Wednesday, September 17, 2014

I'm Not Hyphenated

This will more than likely piss some people off, but I really don't care. It's my own personal opinion, and this is my blog. Let me start by saying that I'm a women of a certain age. I'm older. Not ancient! Just older, in my fifties. Because of that, I remember a time when the term African-American was called Black. And Black people were proud of that. James Brown had us saying, "Say it loud, I'm Black and I'm proud!" But then something happened. In the early 90's there became this notion that the only way a Black person could be proud was to embrace that side of their ancestry. That one side. As a Black woman, I can't do that. There are so many sides, ethnic sides of my biological makeup that I don't want to exclude. And that is what I would be doing by taking up the African-American mantra.
Now, some Black people might look at me and say, "Oh, you're just not proud of where you came from." I'm very proud of where ALL of my ancestors came from. But they weren't only from Africa. Some were from France. Some were already in what would become America, the Native Indians. Some were intermixed with people from all over Europe and even South America if I'm so inclined to delve deep into my ethnic makeup. But if someone were to ask what "race" or "ethnicity" I come from, I wouldn't hesitate to say that I am a Black woman.
You see, for me latching onto the PC bandwagon and announcing that I'm African-American, makes me a hyphenated American. I'm an American that happens to be Black. I don't go around saying Italian-American, English-American, Asian-American, or Hispanic or Latino-American. So I wonder why in the case of Blacks in America we have decided to extricate ourselves from the whole of being American, to a separateness. We have since the early 90's pushed ourselves into a separate category solely based on the pigment of our skin.

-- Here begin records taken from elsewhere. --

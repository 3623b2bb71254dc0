//! # Data Retrieval Module
//!
//! This module provides a centralized location for generic data retrieval
//! clients, focused on HTTP-based request/response interactions such as the
//! session's liveness probe and clock synchronization.
//!
//! ## Contained Modules:
//!
//! - **`ky_http`**: An HTTP `ApiClient` built on `reqwest` with a status-only
//!   probe and a typed JSON GET.

#![forbid(unsafe_code)]
#![warn(missing_docs, rust_2018_idioms, unused_qualifications)]

/// HTTP API client for the measurement server.
pub mod ky_http;

pub use ky_http::{ApiClient, ApiResponse};
//! # Session Module
//!
//! Ties the core pipeline to its transports for a single run of the client.

/// Orchestration of liveness, clock sync, streaming and reconciliation.
pub mod session_client;

pub use session_client::{
    ClockSync, SessionClient, SessionConfig, SessionError, SessionOutcome,
};
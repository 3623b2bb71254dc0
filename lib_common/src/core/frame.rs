//! # Measurement Frame Decoding
//!
//! Inbound frames are text renderings of a key/value mapping. The server may
//! emit strict JSON or a literal-style mapping with single-quoted strings, so
//! the body is parsed with `serde_json5`, which accepts both.

use serde_json::Value;
use thiserror::Error;

/// Key holding the per-event identifier.
pub const FILE_IDENTIFIER_KEY: &str = "file_identifier";
/// Key holding the measured payload.
pub const TIMESTAMP_DATA_KEY: &str = "timestamp_data";

/// Reasons a frame is rejected. Rejected frames are dropped by the ingestor.
#[derive(Debug, Error, Clone, PartialEq, Eq)]
pub enum FrameError {
    /// The body is not a parseable literal mapping.
    #[error("Frame body could not be parsed: {0}")]
    Unparseable(String),

    /// The body parsed, but is not a mapping.
    #[error("Frame body is not a key/value mapping")]
    NotAMapping,

    /// A required field is absent, null or empty.
    #[error("Frame is missing required field '{0}'")]
    MissingField(&'static str),

    /// A required field has the wrong type.
    #[error("Frame field '{0}' has an unexpected type")]
    InvalidField(&'static str),
}

/// A decoded measurement event.
#[derive(Debug, Clone, PartialEq, Eq)]
pub struct MeasurementFrame {
    /// Server-issued identifier, unique within a session.
    pub file_identifier: String,
    /// Payload to stage, in its textual form.
    pub timestamp_data: String,
}

impl MeasurementFrame {
    /// Decodes one frame body.
    ///
    /// `timestamp_data` is kept verbatim when it is a string; any other
    /// non-null value is staged as its JSON text.
    pub fn decode(text: &str) -> Result<Self, FrameError> {
        let value: Value =
            serde_json5::from_str(text).map_err(|e| FrameError::Unparseable(e.to_string()))?;
        let map = value.as_object().ok_or(FrameError::NotAMapping)?;

        let file_identifier = match map.get(FILE_IDENTIFIER_KEY) {
            None | Some(Value::Null) => return Err(FrameError::MissingField(FILE_IDENTIFIER_KEY)),
            Some(Value::String(s)) if s.is_empty() => {
                return Err(FrameError::MissingField(FILE_IDENTIFIER_KEY))
            }
            Some(Value::String(s)) => s.clone(),
            Some(_) => return Err(FrameError::InvalidField(FILE_IDENTIFIER_KEY)),
        };

        let timestamp_data = match map.get(TIMESTAMP_DATA_KEY) {
            None | Some(Value::Null) => return Err(FrameError::MissingField(TIMESTAMP_DATA_KEY)),
            Some(Value::String(s)) => s.clone(),
            Some(other) => other.to_string(),
        };

        Ok(Self {
            file_identifier,
            timestamp_data,
        })
    }
}

#[cfg(test)]
mod tests {
    use super::*;

    #[test]
    fn test_decode_json_frame() {
        let frame =
            MeasurementFrame::decode(r#"{"file_identifier": "abc123", "timestamp_data": "1700000000"}"#)
                .unwrap();
        assert_eq!(frame.file_identifier, "abc123");
        assert_eq!(frame.timestamp_data, "1700000000");
    }

    #[test]
    fn test_decode_single_quoted_mapping() {
        let frame =
            MeasurementFrame::decode("{'file_identifier': 'f-1', 'timestamp_data': '12:00:01.5'}")
                .unwrap();
        assert_eq!(frame.file_identifier, "f-1");
        assert_eq!(frame.timestamp_data, "12:00:01.5");
    }

    #[test]
    fn test_non_string_payload_is_rendered_as_json() {
        let frame =
            MeasurementFrame::decode(r#"{"file_identifier": "n", "timestamp_data": true}"#).unwrap();
        assert_eq!(frame.timestamp_data, "true");
    }

    #[test]
    fn test_missing_fields_are_rejected() {
        assert_eq!(
            MeasurementFrame::decode(r#"{"timestamp_data": "1"}"#),
            Err(FrameError::MissingField(FILE_IDENTIFIER_KEY))
        );
        assert_eq!(
            MeasurementFrame::decode(r#"{"file_identifier": "a"}"#),
            Err(FrameError::MissingField(TIMESTAMP_DATA_KEY))
        );
        assert_eq!(
            MeasurementFrame::decode(r#"{"file_identifier": "", "timestamp_data": "1"}"#),
            Err(FrameError::MissingField(FILE_IDENTIFIER_KEY))
        );
    }

    #[test]
    fn test_garbage_is_unparseable() {
        assert!(matches!(
            MeasurementFrame::decode("not a mapping {"),
            Err(FrameError::Unparseable(_))
        ));
        assert_eq!(MeasurementFrame::decode("[1, 2]"), Err(FrameError::NotAMapping));
        assert_eq!(
            MeasurementFrame::decode(r#"{"file_identifier": 7, "timestamp_data": "1"}"#),
            Err(FrameError::InvalidField(FILE_IDENTIFIER_KEY))
        );
    }
}
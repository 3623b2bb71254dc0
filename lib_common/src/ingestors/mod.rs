//! # Data Ingestors Module
//!
//! This module holds the streaming clients that bring measurement events into
//! the session. Each submodule handles connecting to one kind of source,
//! receiving its frames and managing the lifecycle of that connection.
//!
//! ## Contained Modules:
//! - **`measurement_wss`**: The WebSocket client for the measurement stream,
//!   together with the `StreamHandler` callback interface it drives.

#![forbid(unsafe_code)]
#![warn(missing_docs, rust_2018_idioms, unused_qualifications)]

/// The WebSocket client for the measurement stream.
pub mod measurement_wss;

// --- Public API Re-exports ---
pub use measurement_wss::{
    IngestError, MeasurementIngestor, StreamHandler, StreamSummary, TransportError, WsConfig,
    WsTransport,
};
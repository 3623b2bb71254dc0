//! # Session Client
//!
//! Orchestrates one measurement session end to end:
//!
//! 1. **Liveness**: `GET api/health-check` must answer with a 2xx status.
//! 2. **Clock sync**: `GET api/timestamp-sync/{session_id}` must answer with a
//!    JSON body carrying `timestamp`, recorded alongside the local receive time.
//! 3. **Stream**: the measurement WebSocket is consumed until it closes; the
//!    ingestor's close handoff ends this phase.
//! 4. **Reconcile**: the pending identifiers are checked against the archive
//!    on a blocking task.
//!
//! Failures in steps 1 and 2 abort the run before any stream is opened.
//! Nothing in the orchestration retries.

use std::path::PathBuf;
use std::sync::Arc;
use std::time::Duration;

use chrono::{DateTime, Utc};
use reqwest::Url;
use serde::Deserialize;
use serde_json::Value;
use thiserror::Error;

use crate::core::archive::ArchiveConnector;
use crate::core::reconciler::{ArchiveReconciler, ReconcileError, ReconcileReport};
use crate::core::session_store::{SessionId, SessionStore};
use crate::core::stage::KeyValueStage;
use crate::ingestors::measurement_wss::{MeasurementIngestor, StreamSummary, WsConfig, WsTransport};
use crate::retrieve::ky_http::ApiClient;

/// Path of the liveness probe, relative to the server base URL.
pub const HEALTH_CHECK_PATH: &str = "api/health-check";
/// Path prefix of the clock synchronization call.
pub const TIMESTAMP_SYNC_PATH: &str = "api/timestamp-sync";

/// Default number of measurement cycles requested from the server.
pub const DEFAULT_CYCLE_AMOUNT: u32 = 5;
/// Default interval between measurements, in milliseconds.
pub const DEFAULT_INTERVAL_MS: u64 = 5000;

/// Fatal session failures.
#[derive(Debug, Error)]
pub enum SessionError {
    /// The liveness probe answered with a non-success status.
    #[error("Liveness probe failed with HTTP status {status}")]
    Liveness {
        /// Status returned by the server.
        status: u16,
    },

    /// The clock synchronization call failed or returned no timestamp.
    #[error("Clock synchronization failed: {0}")]
    Sync(String),

    /// An HTTP request could not be executed.
    #[error("HTTP request failed: {0}")]
    Http(String),

    /// The session configuration is unusable.
    #[error("Invalid session configuration: {0}")]
    Config(String),

    /// The stream ended without delivering its close handoff.
    #[error("Measurement stream ended without a close handoff")]
    Handoff,

    /// Reconciliation hit a fatal condition.
    #[error(transparent)]
    Reconcile(#[from] ReconcileError),

    /// The blocking reconciliation task panicked or was cancelled.
    #[error("Reconciliation task failed: {0}")]
    Task(String),
}

/// Parameters of one measurement session.
#[derive(Debug, Clone)]
pub struct SessionConfig {
    /// Host serving the HTTP API and the measurement stream.
    pub server_host: String,
    /// Port serving the HTTP API and the measurement stream.
    pub server_port: u16,
    /// Number of measurement cycles to request.
    pub cycle_amount: u32,
    /// Interval between measurements, in milliseconds.
    pub interval: u64,
    /// Room/channel the session joins.
    pub channel_name: String,
    /// Directory downloaded artifacts are written to.
    pub download_dir: PathBuf,
    /// Stream connection settings.
    pub ws: WsConfig,
    /// Archive login attempts (1 = no retry).
    pub login_attempts: u32,
    /// Delay before the second archive login attempt.
    pub login_base_delay: Duration,
}

impl SessionConfig {
    /// Creates a configuration for `channel_name` with every other value defaulted.
    pub fn new(channel_name: &str) -> Self {
        Self {
            server_host: "127.0.0.1".to_string(),
            server_port: 8000,
            cycle_amount: DEFAULT_CYCLE_AMOUNT,
            interval: DEFAULT_INTERVAL_MS,
            channel_name: channel_name.to_string(),
            download_dir: PathBuf::from("downloads"),
            ws: WsConfig::default(),
            login_attempts: 1,
            login_base_delay: Duration::from_millis(1000),
        }
    }

    /// Base URL of the HTTP API.
    pub fn http_base_url(&self) -> String {
        format!("http://{}:{}/", self.server_host, self.server_port)
    }

    /// Stream address with every session parameter encoded in the path.
    /// Each parameter is one percent-encoded path segment, so a channel name
    /// containing `/`, `?` or spaces cannot change the route.
    ///
    /// # Errors
    /// Returns `SessionError::Config` if the server address does not form a valid URL.
    pub fn stream_url(&self, session_id: SessionId) -> Result<String, SessionError> {
        let base = format!("ws://{}:{}/", self.server_host, self.server_port);
        let mut url = Url::parse(&base).map_err(|e| SessionError::Config(format!("{}: {}", base, e)))?;
        url.path_segments_mut()
            .map_err(|_| SessionError::Config(format!("{} cannot carry a path", base)))?
            .pop_if_empty()
            .extend([
                "measurements".to_string(),
                self.cycle_amount.to_string(),
                self.interval.to_string(),
                session_id.to_string(),
                self.channel_name.clone(),
            ]);
        Ok(url.to_string())
    }
}

/// Server timestamp obtained at startup.
#[derive(Debug, Clone, PartialEq)]
pub struct ClockSync {
    /// `timestamp` as returned by the server.
    pub server_timestamp: Value,
    /// Local time the response was received.
    pub local_received_at: DateTime<Utc>,
}

/// Everything a completed session produced.
#[derive(Debug, Clone)]
pub struct SessionOutcome {
    /// The session's id.
    pub session_id: SessionId,
    /// Clock synchronization taken at startup.
    pub clock: ClockSync,
    /// Counters from the streaming phase.
    pub stream: StreamSummary,
    /// Reconciliation results.
    pub report: ReconcileReport,
}

#[derive(Debug, Deserialize)]
struct TimestampSyncBody {
    timestamp: Option<Value>,
}

/// Runs one measurement session against injected stage and archive backends.
pub struct SessionClient {
    config: SessionConfig,
    session_id: SessionId,
    stage: Arc<dyn KeyValueStage>,
    archive: Arc<dyn ArchiveConnector>,
    http: ApiClient,
    clock: Option<ClockSync>,
}

impl SessionClient {
    /// Creates a client with a freshly generated session id.
    ///
    /// # Errors
    /// Returns `SessionError::Config` if the channel name is empty or the
    /// server address does not form a valid URL.
    pub fn new(
        config: SessionConfig,
        stage: Arc<dyn KeyValueStage>,
        archive: Arc<dyn ArchiveConnector>,
    ) -> Result<Self, SessionError> {
        if config.channel_name.is_empty() {
            return Err(SessionError::Config("channel name is empty".to_string()));
        }
        let http = ApiClient::new(&config.http_base_url())
            .map_err(|e| SessionError::Config(e.to_string()))?;
        let session_id = SessionId::new();
        config.stream_url(session_id)?;

        Ok(Self {
            config,
            session_id,
            stage,
            archive,
            http,
            clock: None,
        })
    }

    /// This session's id.
    pub fn session_id(&self) -> SessionId {
        self.session_id
    }

    /// The clock synchronization, once taken.
    pub fn clock(&self) -> Option<&ClockSync> {
        self.clock.as_ref()
    }

    /// Runs liveness, clock sync, streaming and reconciliation in order.
    pub async fn run(&mut self) -> Result<SessionOutcome, SessionError> {
        log::info!("Starting measurement session {}", self.session_id);

        self.check_liveness().await?;
        let clock = self.sync_clock().await?;

        let store = Arc::new(SessionStore::new(self.session_id, self.stage.clone()));
        let stream = self.measure(store.clone()).await?;
        let report = self.reconcile(store).await?;

        Ok(SessionOutcome {
            session_id: self.session_id,
            clock,
            stream,
            report,
        })
    }

    /// Probes the server's health endpoint.
    pub async fn check_liveness(&self) -> Result<(), SessionError> {
        let status = self
            .http
            .probe(HEALTH_CHECK_PATH)
            .await
            .map_err(|e| SessionError::Http(e.to_string()))?;

        if !(200..300).contains(&status) {
            log::error!("Health check returned HTTP {}", status);
            return Err(SessionError::Liveness { status });
        }
        log::info!("Health check OK ({})", status);
        Ok(())
    }

    /// Fetches and records the server timestamp for this session.
    pub async fn sync_clock(&mut self) -> Result<ClockSync, SessionError> {
        let path = format!("{}/{}", TIMESTAMP_SYNC_PATH, self.session_id);
        let response = self
            .http
            .get_json::<TimestampSyncBody>(&path)
            .await
            .map_err(|e| SessionError::Sync(e.to_string()))?;

        if !response.success {
            return Err(SessionError::Sync(format!("HTTP status {}", response.status)));
        }
        let server_timestamp = response
            .data
            .and_then(|body| body.timestamp)
            .ok_or_else(|| SessionError::Sync("response has no 'timestamp' field".to_string()))?;

        let clock = ClockSync {
            server_timestamp,
            local_received_at: Utc::now(),
        };
        log::info!(
            "Server timestamp {} received at {}",
            clock.server_timestamp,
            clock.local_received_at.to_rfc3339()
        );
        self.clock = Some(clock.clone());
        Ok(clock)
    }

    /// Consumes the measurement stream into `store` until it closes.
    pub async fn measure(&self, store: Arc<SessionStore>) -> Result<StreamSummary, SessionError> {
        let (mut ingestor, handoff) = MeasurementIngestor::new(store);
        let transport = WsTransport::new(self.config.ws.clone());

        let url = self.config.stream_url(self.session_id)?;
        transport.run_forever(&url, &mut ingestor).await;

        handoff.await.map_err(|_| SessionError::Handoff)
    }

    async fn reconcile(&self, store: Arc<SessionStore>) -> Result<ReconcileReport, SessionError> {
        let reconciler = ArchiveReconciler::new(self.archive.clone(), self.config.download_dir.clone())
            .with_login_retry(self.config.login_attempts, self.config.login_base_delay);

        let report = tokio::task::spawn_blocking(move || reconciler.reconcile(&store))
            .await
            .map_err(|e| SessionError::Task(e.to_string()))??;
        Ok(report)
    }
}

#[cfg(test)]
mod tests {
    use super::*;
    use crate::core::archive::MemoryArchive;
    use crate::core::stage::MemoryStage;

    #[test]
    fn test_stream_url_encodes_parameters() {
        let mut config = SessionConfig::new("room-1");
        config.server_port = 9000;
        let id = SessionId::new();

        assert_eq!(
            config.stream_url(id).unwrap(),
            format!("ws://127.0.0.1:9000/measurements/5/5000/{}/room-1", id)
        );
        assert_eq!(config.http_base_url(), "http://127.0.0.1:9000/");
    }

    #[test]
    fn test_channel_name_is_a_single_path_segment() {
        let config = SessionConfig::new("lab a/b?x");
        let id = SessionId::new();

        assert_eq!(
            config.stream_url(id).unwrap(),
            format!("ws://127.0.0.1:8000/measurements/5/5000/{}/lab%20a%2Fb%3Fx", id)
        );
    }

    #[test]
    fn test_invalid_server_host_is_rejected() {
        let mut config = SessionConfig::new("room");
        config.server_host = "bad host".to_string();

        let result = SessionClient::new(
            config,
            Arc::new(MemoryStage::new()),
            Arc::new(MemoryArchive::new()),
        );
        assert!(matches!(result, Err(SessionError::Config(_))));
    }

    #[test]
    fn test_empty_channel_is_rejected() {
        let result = SessionClient::new(
            SessionConfig::new(""),
            Arc::new(MemoryStage::new()),
            Arc::new(MemoryArchive::new()),
        );
        assert!(matches!(result, Err(SessionError::Config(_))));
    }

    #[test]
    fn test_each_client_gets_its_own_session_id() {
        let stage: Arc<dyn KeyValueStage> = Arc::new(MemoryStage::new());
        let archive: Arc<dyn ArchiveConnector> = Arc::new(MemoryArchive::new());
        let a = SessionClient::new(SessionConfig::new("r"), stage.clone(), archive.clone()).unwrap();
        let b = SessionClient::new(SessionConfig::new("r"), stage, archive).unwrap();
        assert_ne!(a.session_id(), b.session_id());
        assert!(a.clock().is_none());
    }
}
//! # FTP Archive Implementation
//!
//! Provides the FTP-backed `ArchiveConnector` used in production. Each
//! `connect()` opens a control connection, logs in and switches to binary
//! transfers; artifacts are downloaded whole into memory.

use std::io::Read;

use suppaftp::types::FileType;
use suppaftp::FtpStream;

use crate::core::archive::{ArchiveConnector, ArchiveError, ArchiveSession};

/// Default FTP control port, used when the host carries none.
pub const DEFAULT_FTP_PORT: u16 = 21;

/// Credentials and address of the FTP archive.
#[derive(Clone)]
pub struct FtpConnector {
    host: String,
    username: String,
    password: String,
}

impl FtpConnector {
    /// Creates a connector. `host` may be `name` or `name:port`.
    pub fn new(host: &str, username: &str, password: &str) -> Self {
        Self {
            host: host.to_string(),
            username: username.to_string(),
            password: password.to_string(),
        }
    }

    /// The `host:port` address the control connection is opened to.
    pub fn address(&self) -> String {
        if self.host.rsplit_once(':').is_some_and(|(_, port)| port.parse::<u16>().is_ok()) {
            self.host.clone()
        } else {
            format!("{}:{}", self.host, DEFAULT_FTP_PORT)
        }
    }
}

impl std::fmt::Debug for FtpConnector {
    fn fmt(&self, f: &mut std::fmt::Formatter<'_>) -> std::fmt::Result {
        f.debug_struct("FtpConnector")
            .field("host", &self.host)
            .field("username", &self.username)
            .field("password", &"*****")
            .finish()
    }
}

impl ArchiveConnector for FtpConnector {
    fn connect(&self) -> Result<Box<dyn ArchiveSession>, ArchiveError> {
        let address = self.address();
        log::info!("Connecting to FTP archive at {}", address);

        let mut stream =
            FtpStream::connect(address.as_str()).map_err(|e| ArchiveError::Connection(e.to_string()))?;
        stream
            .login(self.username.as_str(), self.password.as_str())
            .map_err(|e| ArchiveError::Authentication(e.to_string()))?;
        stream
            .transfer_type(FileType::Binary)
            .map_err(|e| ArchiveError::Connection(e.to_string()))?;

        log::info!("Logged into FTP archive as '{}'", self.username);
        Ok(Box::new(FtpSession { stream }))
    }
}

struct FtpSession {
    stream: FtpStream,
}

impl ArchiveSession for FtpSession {
    fn retrieve(&mut self, name: &str) -> Result<Vec<u8>, ArchiveError> {
        let retrieval_error = |reason: String| ArchiveError::Retrieval {
            name: name.to_string(),
            reason,
        };

        let mut cursor = self
            .stream
            .retr_as_buffer(name)
            .map_err(|e| retrieval_error(e.to_string()))?;
        let mut bytes = Vec::new();
        cursor
            .read_to_end(&mut bytes)
            .map_err(|e| retrieval_error(e.to_string()))?;
        Ok(bytes)
    }

    fn quit(mut self: Box<Self>) -> Result<(), ArchiveError> {
        self.stream
            .quit()
            .map_err(|e| ArchiveError::Disconnect(e.to_string()))
    }
}

#[cfg(test)]
mod tests {
    use super::*;

    #[test]
    fn test_address_defaults_port() {
        assert_eq!(FtpConnector::new("archive.local", "u", "p").address(), "archive.local:21");
        assert_eq!(FtpConnector::new("10.0.0.5:2121", "u", "p").address(), "10.0.0.5:2121");
    }

    #[test]
    fn test_debug_masks_password() {
        let rendered = format!("{:?}", FtpConnector::new("h", "user", "secret"));
        assert!(rendered.contains("*****"));
        assert!(!rendered.contains("secret"));
    }

    #[test]
    fn test_unreachable_host_is_connection_error() {
        // Port 1 on localhost is closed on any sane test machine.
        let result = FtpConnector::new("127.0.0.1:1", "u", "p").connect();
        assert!(matches!(result, Err(ArchiveError::Connection(_))));
    }
}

I for one, have never been to Africa. Yet, the exclusionary measurement of being African-American is due to being able to trace your ancestral lineage to those Africans that were brought over to the New America as slaves, and by the pigment of our skin. But as a people, Blacks know that is not the only ethnic makeup we share. As an race, we are intermixed with so many different ethnicities; French, Native Indian, German, Spanish, English, Nordic, it spans the globe. So again I ask, why do we embrace ONE part of our ethnicity, yet reject all others?
During slavery, there was a "one-drop" rule. If it was found that a person had what could be deemed a drop of Black blood, they were deemed Black. That meant that if your Great-great-great grandmother was Black, then guess what Gordon, so were you. It didn't matter that you looked White, your wife was White, your children were White, they weren't any longer. That rule was demeaning to Blacks, because it delineated their ethnicity as something impure. Being mixed with Black was akin to being dirty.
Yet today, Black America has gone back to embracing that one-drop rule. If you are mixed with any other race it isn't relevant. Your are to check the box that says African-American. One drop. I'm not ashamed of being Black. I embrace my heritage whether it comes from African slaves, French immigrants, or Native Indians that were in America long before it was known as America. What I won't embrace is the exclusionary moniker that tells me to pick one. ONE! And because of the color of my skin, it better be African-American. But I pose a question. What do you call a White person from Africa that emigrates to America and becomes a citizen? An African-American? I refuse to be a hyphenated American. Say it loud! I'M BLACK AND I'M PROUD!!!